Dataset records:
*** Begin section ***
//! On-chain pool address codec.
//!
//! Stake pool accounts are 32-byte public keys rendered as base58. The registry only
//! needs to decode and compare them; it never talks to a chain.

use std::fmt;
use std::str::FromStr;

use serde::{Deserialize, Deserializer, Serialize, Serializer};

use crate::errors::AddressError;

pub const POOL_ADDRESS_LEN: usize = 32;

#[derive(Clone, Copy, PartialEq, Eq, Hash, PartialOrd, Ord)]
pub struct PoolAddress([u8; POOL_ADDRESS_LEN]);

impl PoolAddress {
    pub const fn new(bytes: [u8; POOL_ADDRESS_LEN]) -> Self {
        Self(bytes)
    }

    pub fn as_bytes(&self) -> &[u8; POOL_ADDRESS_LEN] {
        &self.0
    }

    pub fn to_base58(&self) -> String {
        bs58::encode(self.0).into_string()
    }
}

impl FromStr for PoolAddress {
    type Err = AddressError;

    fn from_str(s: &str) -> Result<Self, Self::Err> {
        let decoded = bs58::decode(s)
            .into_vec()
            .map_err(|e| AddressError::InvalidBase58 {
                address: s.to_string(),
                reason: e.to_string(),
            })?;

        let bytes: [u8; POOL_ADDRESS_LEN] =
            decoded
                .try_into()
                .map_err(|v: Vec<u8>| AddressError::InvalidLength {
                    address: s.to_string(),
                    len: v.len(),
                })?;

        Ok(Self(bytes))
    }
}

impl fmt::Display for PoolAddress {
    fn fmt(&self, f: &mut fmt::Formatter<'_>) -> fmt::Result {
        f.write_str(&self.to_base58())
    }
}

impl fmt::Debug for PoolAddress {
    fn fmt(&self, f: &mut fmt::Formatter<'_>) -> fmt::Result {
        write!(f, "PoolAddress({})", self.to_base58())
    }
}

impl Serialize for PoolAddress {
    fn serialize<S: Serializer>(&self, serializer: S) -> Result<S::Ok, S::Error> {
        serializer.serialize_str(&self.to_base58())
    }
}

impl<'de> Deserialize<'de> for PoolAddress {
    fn deserialize<D: Deserializer<'de>>(deserializer: D) -> Result<Self, D::Error> {
        let s = String::deserialize(deserializer)?;
        s.parse().map_err(serde::de::Error::custom)
    }
}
*** End section ***
Work instructions:
All lines with the word "Result" must be located in the data and copied.

Solution:
    fn from_str(s: &str) -> Result<Self, Self::Err> {
    fn fmt(&self, f: &mut fmt::Formatter<'_>) -> fmt::Result {
    fn fmt(&self, f: &mut fmt::Formatter<'_>) -> fmt::Result {
    fn serialize<S: Serializer>(&self, serializer: S) -> Result<S::Ok, S::Error> {
    fn deserialize<D: Deserializer<'de>>(deserializer: D) -> Result<Self, D::Error> {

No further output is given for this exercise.